(Stored items)
_ _ _ _ _ _ _
//! Core appointment lifecycle logic.
//! Record store, notifications and reminder scheduling live here; front ends
//! only parse input and render results.

pub mod config;
pub mod db;
pub mod logging;
pub mod model;
pub mod notify;
pub mod repo;
pub mod scheduler;
pub mod service;

pub use config::{AppConfig, ConfigError};
pub use db::{open_db, open_db_in_memory, DbError};
pub use logging::{
    default_log_level, init_logging, init_stderr_logging, logging_status, LoggingError,
};
pub use model::appointment::{
    Appointment, AppointmentId, AppointmentStatus, AppointmentValidationError, NewAppointment,
};
pub use model::reminder::ReminderTask;
pub use notify::{
    DeliveryError, DeliveryStats, LogNotifier, MessageChannel, NotificationDispatcher,
    Notifier, TwilioConfig, TwilioNotifier,
};
pub use repo::appointment_repo::{
    AppointmentRepository, RepoError, RepoResult, SqliteAppointmentRepository,
};
pub use repo::memory_repo::InMemoryAppointmentRepository;
pub use repo::reminder_repo::ReminderRepository;
pub use scheduler::{plan_reminder, ReminderPlan, ReminderScheduler, ScheduleError};
pub use service::appointment_service::{
    AppointmentService, CanceledAppointment, CreatedAppointment, ServiceError, ServiceResult,
};

/// Returns the core crate version.
pub fn core_version() -> &'static str {
    env!("CARGO_PKG_VERSION")
}
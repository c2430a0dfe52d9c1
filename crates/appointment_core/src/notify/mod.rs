//! Out-of-band notification delivery.
//!
//! # Responsibility
//! - Define the `Notifier` capability used by lifecycle operations.
//! - Bound delivery latency and record every outcome in logs.
//!
//! # Invariants
//! - Delivery failures are reported to callers as values, never as faults of
//!   the lifecycle operation that triggered them.
//! - Recipient numbers are masked before they reach logs.

pub mod log_notifier;
pub mod messages;
pub mod twilio;

use async_trait::async_trait;
use log::{info, warn};
use std::error::Error;
use std::fmt::{Display, Formatter};
use std::sync::atomic::{AtomicU64, Ordering};
use std::sync::Arc;
use std::time::{Duration, Instant};

pub use log_notifier::LogNotifier;
pub use twilio::{TwilioConfig, TwilioNotifier};

/// Delivery channel used to address a recipient.
#[derive(Debug, Clone, Copy, PartialEq, Eq)]
pub enum MessageChannel {
    WhatsApp,
    Sms,
}

impl MessageChannel {
    pub fn as_str(self) -> &'static str {
        match self {
            Self::WhatsApp => "whatsapp",
            Self::Sms => "sms",
        }
    }

    pub fn parse(value: &str) -> Option<Self> {
        match value.trim().to_ascii_lowercase().as_str() {
            "whatsapp" => Some(Self::WhatsApp),
            "sms" => Some(Self::Sms),
            _ => None,
        }
    }
}

/// Why a message could not be delivered.
#[derive(Debug, Clone, PartialEq, Eq)]
pub enum DeliveryError {
    /// The channel answered but refused the message.
    Rejected { status: u16, detail: String },
    /// The channel could not be reached.
    Transport(String),
    /// No answer within the dispatcher timeout.
    Timeout(Duration),
}

impl Display for DeliveryError {
    fn fmt(&self, f: &mut Formatter<'_>) -> std::fmt::Result {
        match self {
            Self::Rejected { status, detail } => {
                write!(f, "message rejected with status {status}: {detail}")
            }
            Self::Transport(message) => write!(f, "message transport failed: {message}"),
            Self::Timeout(timeout) => {
                write!(f, "message delivery timed out after {}ms", timeout.as_millis())
            }
        }
    }
}

impl Error for DeliveryError {}

/// Capability that delivers a text message to a phone-number-shaped recipient.
#[async_trait]
pub trait Notifier: Send + Sync {
    /// Short channel label used in logs.
    fn channel_name(&self) -> &'static str;

    async fn send(&self, recipient: &str, body: &str) -> Result<(), DeliveryError>;
}

/// What a message is about; used for logging only.
#[derive(Debug, Clone, Copy, PartialEq, Eq)]
pub enum NotificationKind {
    Confirmation,
    Cancellation,
    Reminder,
}

impl NotificationKind {
    pub fn as_str(self) -> &'static str {
        match self {
            Self::Confirmation => "confirmation",
            Self::Cancellation => "cancellation",
            Self::Reminder => "reminder",
        }
    }
}

/// Delivery counters since dispatcher creation.
#[derive(Debug, Clone, Copy, Default, PartialEq, Eq)]
pub struct DeliveryStats {
    pub delivered: u64,
    pub failed: u64,
}

#[derive(Default)]
struct DeliveryCounters {
    delivered: AtomicU64,
    failed: AtomicU64,
}

/// Timeout-bounded, logging front for a `Notifier`.
///
/// Cheap to clone; clones share the notifier and counters.
#[derive(Clone)]
pub struct NotificationDispatcher {
    notifier: Arc<dyn Notifier>,
    timeout: Duration,
    counters: Arc<DeliveryCounters>,
}

impl NotificationDispatcher {
    pub fn new(notifier: Arc<dyn Notifier>, timeout: Duration) -> Self {
        Self {
            notifier,
            timeout,
            counters: Arc::new(DeliveryCounters::default()),
        }
    }

    /// Sends one message and reports the outcome.
    ///
    /// A slow channel is cut off after the configured timeout.
    pub async fn dispatch(
        &self,
        kind: NotificationKind,
        recipient: &str,
        body: &str,
    ) -> Result<(), DeliveryError> {
        let started_at = Instant::now();
        let outcome =
            match tokio::time::timeout(self.timeout, self.notifier.send(recipient, body)).await {
                Ok(result) => result,
                Err(_) => Err(DeliveryError::Timeout(self.timeout)),
            };

        match &outcome {
            Ok(()) => {
                self.counters.delivered.fetch_add(1, Ordering::Relaxed);
                info!(
                    "event=notify module=notify status=ok kind={} channel={} recipient={} duration_ms={}",
                    kind.as_str(),
                    self.notifier.channel_name(),
                    mask_recipient(recipient),
                    started_at.elapsed().as_millis()
                );
            }
            Err(err) => {
                self.counters.failed.fetch_add(1, Ordering::Relaxed);
                warn!(
                    "event=notify module=notify status=error kind={} channel={} recipient={} duration_ms={} error={}",
                    kind.as_str(),
                    self.notifier.channel_name(),
                    mask_recipient(recipient),
                    started_at.elapsed().as_millis(),
                    err
                );
            }
        }

        outcome
    }

    pub fn stats(&self) -> DeliveryStats {
        DeliveryStats {
            delivered: self.counters.delivered.load(Ordering::Relaxed),
            failed: self.counters.failed.load(Ordering::Relaxed),
        }
    }
}

/// Keeps a leading `+` and the last four characters, masks the rest.
pub fn mask_recipient(recipient: &str) -> String {
    let chars: Vec<char> = recipient.trim().chars().collect();
    let keep_from = chars.len().saturating_sub(4);
    chars
        .iter()
        .enumerate()
        .map(|(index, ch)| {
            if index >= keep_from || (index == 0 && *ch == '+') {
                *ch
            } else {
                '*'
            }
        })
        .collect()
}

#[cfg(test)]
mod tests {
    use super::{
        mask_recipient, DeliveryError, MessageChannel, NotificationDispatcher, NotificationKind,
        Notifier,
    };
    use async_trait::async_trait;
    use std::sync::Arc;
    use std::time::Duration;

    struct StalledNotifier;

    #[async_trait]
    impl Notifier for StalledNotifier {
        fn channel_name(&self) -> &'static str {
            "stalled"
        }

        async fn send(&self, _recipient: &str, _body: &str) -> Result<(), DeliveryError> {
            tokio::time::sleep(Duration::from_secs(30)).await;
            Ok(())
        }
    }

    #[test]
    fn mask_recipient_keeps_prefix_and_suffix() {
        assert_eq!(mask_recipient("+15551234567"), "+*******4567");
        assert_eq!(mask_recipient("123"), "123");
    }

    #[test]
    fn channel_parse_is_case_insensitive() {
        assert_eq!(MessageChannel::parse(" WhatsApp "), Some(MessageChannel::WhatsApp));
        assert_eq!(MessageChannel::parse("sms"), Some(MessageChannel::Sms));
        assert_eq!(MessageChannel::parse("pager"), None);
    }

    #[tokio::test]
    async fn dispatch_times_out_slow_channel() {
        let dispatcher =
            NotificationDispatcher::new(Arc::new(StalledNotifier), Duration::from_millis(20));

        let err = dispatcher
            .dispatch(NotificationKind::Reminder, "+15551234567", "hi")
            .await
            .unwrap_err();

        assert_eq!(err, DeliveryError::Timeout(Duration::from_millis(20)));
        assert_eq!(dispatcher.stats().failed, 1);
        assert_eq!(dispatcher.stats().delivered, 0);
    }
}
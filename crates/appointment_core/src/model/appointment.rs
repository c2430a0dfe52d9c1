//! Appointment record and status lifecycle.
//!
//! # Responsibility
//! - Define the persisted appointment record and its request shape.
//! - Provide the only allowed status transition (`scheduled -> canceled`).
//!
//! # Invariants
//! - `id` is generated once at creation and never reused or derived from content.
//! - Status never moves from `canceled` back to `scheduled`.
//! - `canceled -> canceled` is rejected, not treated as a no-op success.

use chrono::{DateTime, NaiveDateTime, Utc};
use serde::{Deserialize, Serialize};
use std::error::Error;
use std::fmt::{Display, Formatter};
use uuid::Uuid;

/// Stable identifier for an appointment record.
pub type AppointmentId = Uuid;

/// Combined `date` + `time` layout accepted for scheduling (`2025-06-01T10:00`).
pub const APPOINTMENT_TIME_FORMAT: &str = "%Y-%m-%dT%H:%M";

/// Appointment lifecycle state.
#[derive(Debug, Clone, Copy, PartialEq, Eq, Hash, Serialize, Deserialize)]
#[serde(rename_all = "lowercase")]
pub enum AppointmentStatus {
    /// Booked and upcoming.
    Scheduled,
    /// Terminal state.
    Canceled,
}

impl AppointmentStatus {
    /// Stable string id used in storage and JSON output.
    pub fn as_str(self) -> &'static str {
        match self {
            Self::Scheduled => "scheduled",
            Self::Canceled => "canceled",
        }
    }

    /// Parses a stored status value.
    pub fn parse(value: &str) -> Option<Self> {
        match value {
            "scheduled" => Some(Self::Scheduled),
            "canceled" => Some(Self::Canceled),
            _ => None,
        }
    }

    /// Returns whether `self -> next` is an allowed transition.
    pub fn can_transition_to(self, next: Self) -> bool {
        matches!((self, next), (Self::Scheduled, Self::Canceled))
    }
}

impl Display for AppointmentStatus {
    fn fmt(&self, f: &mut Formatter<'_>) -> std::fmt::Result {
        f.write_str(self.as_str())
    }
}

/// Field-level validation failures for appointment input.
#[derive(Debug, Clone, Copy, PartialEq, Eq)]
pub enum AppointmentValidationError {
    EmptyField(&'static str),
}

impl Display for AppointmentValidationError {
    fn fmt(&self, f: &mut Formatter<'_>) -> std::fmt::Result {
        match self {
            Self::EmptyField(field) => write!(f, "appointment field `{field}` must not be empty"),
        }
    }
}

impl Error for AppointmentValidationError {}

/// Create request for a new appointment.
///
/// All fields are required free text. `phone` is expected to be dialable
/// (`+15551234567`) but is not structurally validated here.
#[derive(Debug, Clone, PartialEq, Eq, Serialize, Deserialize)]
pub struct NewAppointment {
    pub name: String,
    pub phone: String,
    /// Calendar date, `YYYY-MM-DD`.
    pub date: String,
    /// Time of day, `HH:MM`.
    pub time: String,
    pub reason: String,
}

impl NewAppointment {
    /// Rejects requests with blank fields.
    pub fn validate(&self) -> Result<(), AppointmentValidationError> {
        for (field, value) in [
            ("name", &self.name),
            ("phone", &self.phone),
            ("date", &self.date),
            ("time", &self.time),
            ("reason", &self.reason),
        ] {
            if value.trim().is_empty() {
                return Err(AppointmentValidationError::EmptyField(field));
            }
        }
        Ok(())
    }
}

/// Canonical persisted appointment record.
#[derive(Debug, Clone, PartialEq, Eq, Serialize, Deserialize)]
pub struct Appointment {
    pub id: AppointmentId,
    pub name: String,
    pub phone: String,
    pub date: String,
    pub time: String,
    pub reason: String,
    pub status: AppointmentStatus,
}

impl Appointment {
    /// Builds a `scheduled` appointment with a freshly generated ID.
    ///
    /// Field values are stored trimmed.
    pub fn new(request: &NewAppointment) -> Result<Self, AppointmentValidationError> {
        request.validate()?;
        Ok(Self::with_id(Uuid::new_v4(), request))
    }

    /// Builds a `scheduled` appointment with a caller-provided ID.
    ///
    /// Used by storage read-back and tests; does not validate.
    pub fn with_id(id: AppointmentId, request: &NewAppointment) -> Self {
        Self {
            id,
            name: request.name.trim().to_string(),
            phone: request.phone.trim().to_string(),
            date: request.date.trim().to_string(),
            time: request.time.trim().to_string(),
            reason: request.reason.trim().to_string(),
            status: AppointmentStatus::Scheduled,
        }
    }

    /// Validates a record before it is written or after it is read back.
    pub fn validate(&self) -> Result<(), AppointmentValidationError> {
        if self.name.trim().is_empty() {
            return Err(AppointmentValidationError::EmptyField("name"));
        }
        Ok(())
    }

    pub fn is_scheduled(&self) -> bool {
        self.status == AppointmentStatus::Scheduled
    }

    /// Resolves `date` + `time` to a point on the canonical UTC clock.
    ///
    /// # Errors
    /// - Returns the chrono parse error when the combined value does not
    ///   match [`APPOINTMENT_TIME_FORMAT`].
    pub fn scheduled_at(&self) -> Result<DateTime<Utc>, chrono::ParseError> {
        let combined = format!("{}T{}", self.date, self.time);
        NaiveDateTime::parse_from_str(&combined, APPOINTMENT_TIME_FORMAT)
            .map(|naive| naive.and_utc())
    }
}
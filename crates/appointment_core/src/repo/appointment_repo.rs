//! Appointment record store contracts and SQLite implementation.
//!
//! # Responsibility
//! - Provide get/list/put/update-status over canonical `appointments` storage.
//! - Keep SQL details inside the core persistence boundary.
//!
//! # Invariants
//! - Write paths call `Appointment::validate()` before SQL mutations.
//! - Read paths reject invalid persisted state instead of masking it.
//! - `update_status` is one atomic read-modify-write per appointment id.

use crate::db::migrations::{latest_version, schema_version};
use crate::db::DbError;
use crate::model::appointment::{
    Appointment, AppointmentId, AppointmentStatus, AppointmentValidationError,
};
use crate::model::reminder::ReminderTask;
use crate::repo::reminder_repo::ReminderRepository;
use chrono::{DateTime, Utc};
use rusqlite::{params, Connection, OptionalExtension, Row, TransactionBehavior};
use std::error::Error;
use std::fmt::{Display, Formatter};
use std::sync::{Mutex, MutexGuard};
use uuid::Uuid;

const APPOINTMENT_SELECT_SQL: &str = "SELECT
    uuid,
    name,
    phone,
    date,
    time,
    reason,
    status
FROM appointments";

pub type RepoResult<T> = Result<T, RepoError>;

/// Record store error.
#[derive(Debug)]
pub enum RepoError {
    Validation(AppointmentValidationError),
    Db(DbError),
    NotFound(AppointmentId),
    /// Requested status change is not allowed from the current status.
    InvalidTransition {
        id: AppointmentId,
        from: AppointmentStatus,
        to: AppointmentStatus,
    },
    InvalidData(String),
    /// Connection has not been migrated to the schema this binary expects.
    UninitializedConnection {
        expected_version: u32,
        actual_version: u32,
    },
    /// A writer panicked while holding the store lock.
    LockPoisoned,
}

impl RepoError {
    /// Whether this error means the backing store itself is unusable,
    /// as opposed to a rejected request.
    pub fn is_storage_failure(&self) -> bool {
        matches!(
            self,
            Self::Db(_)
                | Self::InvalidData(_)
                | Self::UninitializedConnection { .. }
                | Self::LockPoisoned
        )
    }
}

impl Display for RepoError {
    fn fmt(&self, f: &mut Formatter<'_>) -> std::fmt::Result {
        match self {
            Self::Validation(err) => write!(f, "{err}"),
            Self::Db(err) => write!(f, "{err}"),
            Self::NotFound(id) => write!(f, "appointment not found: {id}"),
            Self::InvalidTransition { id, from, to } => {
                write!(f, "appointment {id} cannot move from {from} to {to}")
            }
            Self::InvalidData(message) => {
                write!(f, "invalid persisted appointment data: {message}")
            }
            Self::UninitializedConnection {
                expected_version,
                actual_version,
            } => write!(
                f,
                "connection schema version {actual_version} does not match expected {expected_version}"
            ),
            Self::LockPoisoned => write!(f, "appointment store lock poisoned"),
        }
    }
}

impl Error for RepoError {
    fn source(&self) -> Option<&(dyn Error + 'static)> {
        match self {
            Self::Validation(err) => Some(err),
            Self::Db(err) => Some(err),
            _ => None,
        }
    }
}

impl From<AppointmentValidationError> for RepoError {
    fn from(value: AppointmentValidationError) -> Self {
        Self::Validation(value)
    }
}

impl From<DbError> for RepoError {
    fn from(value: DbError) -> Self {
        Self::Db(value)
    }
}

impl From<rusqlite::Error> for RepoError {
    fn from(value: rusqlite::Error) -> Self {
        Self::Db(DbError::Sqlite(value))
    }
}

/// Durable mapping from appointment id to appointment record.
pub trait AppointmentRepository: Send + Sync {
    /// Inserts or overwrites the record at `appointment.id`.
    fn put(&self, appointment: &Appointment) -> RepoResult<()>;
    /// Fails with `NotFound` when `id` is absent.
    fn get(&self, id: AppointmentId) -> RepoResult<Appointment>;
    /// Returns every record regardless of status, in a stable order.
    fn list(&self) -> RepoResult<Vec<Appointment>>;
    /// Atomically moves `id` to `new_status` and returns the updated record.
    ///
    /// Fails with `NotFound` or `InvalidTransition`; no writer can interleave
    /// between the status check and the write for the same `id`.
    fn update_status(
        &self,
        id: AppointmentId,
        new_status: AppointmentStatus,
    ) -> RepoResult<Appointment>;
}

/// SQLite-backed appointment store.
///
/// Owns its connection behind a mutex so one instance can be shared across
/// request tasks and reminder timers.
pub struct SqliteAppointmentRepository {
    conn: Mutex<Connection>,
}

impl SqliteAppointmentRepository {
    /// Wraps a connection returned by `open_db`/`open_db_in_memory`.
    ///
    /// # Errors
    /// - `UninitializedConnection` when migrations have not been applied.
    pub fn try_new(conn: Connection) -> RepoResult<Self> {
        let actual_version = schema_version(&conn)?;
        let expected_version = latest_version();
        if actual_version != expected_version {
            return Err(RepoError::UninitializedConnection {
                expected_version,
                actual_version,
            });
        }
        Ok(Self {
            conn: Mutex::new(conn),
        })
    }

    fn lock(&self) -> RepoResult<MutexGuard<'_, Connection>> {
        self.conn.lock().map_err(|_| RepoError::LockPoisoned)
    }
}

impl AppointmentRepository for SqliteAppointmentRepository {
    fn put(&self, appointment: &Appointment) -> RepoResult<()> {
        appointment.validate()?;

        let conn = self.lock()?;
        conn.execute(
            "INSERT INTO appointments (uuid, name, phone, date, time, reason, status)
             VALUES (?1, ?2, ?3, ?4, ?5, ?6, ?7)
             ON CONFLICT (uuid) DO UPDATE SET
                name = excluded.name,
                phone = excluded.phone,
                date = excluded.date,
                time = excluded.time,
                reason = excluded.reason,
                status = excluded.status,
                updated_at = (strftime('%s', 'now') * 1000);",
            params![
                appointment.id.to_string(),
                appointment.name.as_str(),
                appointment.phone.as_str(),
                appointment.date.as_str(),
                appointment.time.as_str(),
                appointment.reason.as_str(),
                appointment.status.as_str(),
            ],
        )?;

        Ok(())
    }

    fn get(&self, id: AppointmentId) -> RepoResult<Appointment> {
        let conn = self.lock()?;
        select_appointment(&conn, id)?.ok_or(RepoError::NotFound(id))
    }

    fn list(&self) -> RepoResult<Vec<Appointment>> {
        let conn = self.lock()?;
        let mut stmt = conn.prepare(&format!(
            "{APPOINTMENT_SELECT_SQL} ORDER BY created_at ASC, rowid ASC"
        ))?;
        let mut rows = stmt.query([])?;
        let mut appointments = Vec::new();

        while let Some(row) = rows.next()? {
            appointments.push(parse_appointment_row(row)?);
        }

        Ok(appointments)
    }

    fn update_status(
        &self,
        id: AppointmentId,
        new_status: AppointmentStatus,
    ) -> RepoResult<Appointment> {
        let mut conn = self.lock()?;
        // IMMEDIATE takes the write lock up front, so another process sharing
        // the file cannot slip a write between the read and the update.
        let tx = conn.transaction_with_behavior(TransactionBehavior::Immediate)?;

        let current = select_appointment(&tx, id)?.ok_or(RepoError::NotFound(id))?;
        if !current.status.can_transition_to(new_status) {
            return Err(RepoError::InvalidTransition {
                id,
                from: current.status,
                to: new_status,
            });
        }

        let changed = tx.execute(
            "UPDATE appointments
             SET
                status = ?1,
                updated_at = (strftime('%s', 'now') * 1000)
             WHERE uuid = ?2 AND status = ?3;",
            params![
                new_status.as_str(),
                id.to_string(),
                current.status.as_str()
            ],
        )?;
        if changed != 1 {
            return Err(RepoError::InvalidData(format!(
                "status of appointment {id} changed during update"
            )));
        }
        tx.commit()?;

        Ok(Appointment {
            status: new_status,
            ..current
        })
    }
}

impl ReminderRepository for SqliteAppointmentRepository {
    fn save_reminder(&self, task: &ReminderTask) -> RepoResult<()> {
        let conn = self.lock()?;
        let inserted = conn.execute(
            "INSERT INTO reminders (appointment_id, recipient, requester_name, fire_at)
             SELECT ?1, ?2, ?3, ?4
             WHERE EXISTS (SELECT 1 FROM appointments WHERE uuid = ?1)
             ON CONFLICT (appointment_id) DO UPDATE SET
                recipient = excluded.recipient,
                requester_name = excluded.requester_name,
                fire_at = excluded.fire_at;",
            params![
                task.appointment_id.to_string(),
                task.recipient.as_str(),
                task.requester_name.as_str(),
                task.fire_at.timestamp_millis(),
            ],
        )?;
        if inserted == 0 {
            return Err(RepoError::NotFound(task.appointment_id));
        }
        Ok(())
    }

    fn delete_reminder(&self, appointment_id: AppointmentId) -> RepoResult<bool> {
        let conn = self.lock()?;
        let deleted = conn.execute(
            "DELETE FROM reminders WHERE appointment_id = ?1;",
            [appointment_id.to_string()],
        )?;
        Ok(deleted > 0)
    }

    fn list_reminders(&self) -> RepoResult<Vec<ReminderTask>> {
        let conn = self.lock()?;
        let mut stmt = conn.prepare(
            "SELECT appointment_id, recipient, requester_name, fire_at
             FROM reminders
             ORDER BY fire_at ASC, appointment_id ASC",
        )?;
        let mut rows = stmt.query([])?;
        let mut tasks = Vec::new();

        while let Some(row) = rows.next()? {
            tasks.push(parse_reminder_row(row)?);
        }

        Ok(tasks)
    }
}

fn select_appointment(conn: &Connection, id: AppointmentId) -> RepoResult<Option<Appointment>> {
    let mut stmt = conn.prepare(&format!("{APPOINTMENT_SELECT_SQL} WHERE uuid = ?1;"))?;
    let row = stmt
        .query_row([id.to_string()], |row| Ok(parse_appointment_row(row)))
        .optional()?;
    row.transpose()
}

fn parse_appointment_row(row: &Row<'_>) -> RepoResult<Appointment> {
    let id = parse_uuid_column(row, "uuid", "appointments.uuid")?;

    let status_text: String = row.get("status")?;
    let status = AppointmentStatus::parse(&status_text).ok_or_else(|| {
        RepoError::InvalidData(format!(
            "invalid status `{status_text}` in appointments.status"
        ))
    })?;

    let appointment = Appointment {
        id,
        name: row.get("name")?,
        phone: row.get("phone")?,
        date: row.get("date")?,
        time: row.get("time")?,
        reason: row.get("reason")?,
        status,
    };
    appointment.validate()?;
    Ok(appointment)
}

fn parse_reminder_row(row: &Row<'_>) -> RepoResult<ReminderTask> {
    let appointment_id = parse_uuid_column(row, "appointment_id", "reminders.appointment_id")?;
    let fire_at_ms: i64 = row.get("fire_at")?;
    let fire_at = DateTime::<Utc>::from_timestamp_millis(fire_at_ms).ok_or_else(|| {
        RepoError::InvalidData(format!("invalid timestamp `{fire_at_ms}` in reminders.fire_at"))
    })?;

    Ok(ReminderTask {
        appointment_id,
        recipient: row.get("recipient")?,
        requester_name: row.get("requester_name")?,
        fire_at,
    })
}

fn parse_uuid_column(row: &Row<'_>, column: &str, label: &str) -> RepoResult<Uuid> {
    let text: String = row.get(column)?;
    Uuid::parse_str(&text)
        .map_err(|_| RepoError::InvalidData(format!("invalid uuid value `{text}` in {label}")))
}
_ _ _ _ _ _ _
*REQUIRED WORK*
Print, exactly as written, the first line of the records above and each line after it until the line with "pub mod repo;", which is printed too.

*ANSWER TO THIS PROBLEM*
//! Core appointment lifecycle logic.
//! Record store, notifications and reminder scheduling live here; front ends
//! only parse input and render results.

pub mod config;
pub mod db;
pub mod logging;
pub mod model;
pub mod notify;
pub mod repo;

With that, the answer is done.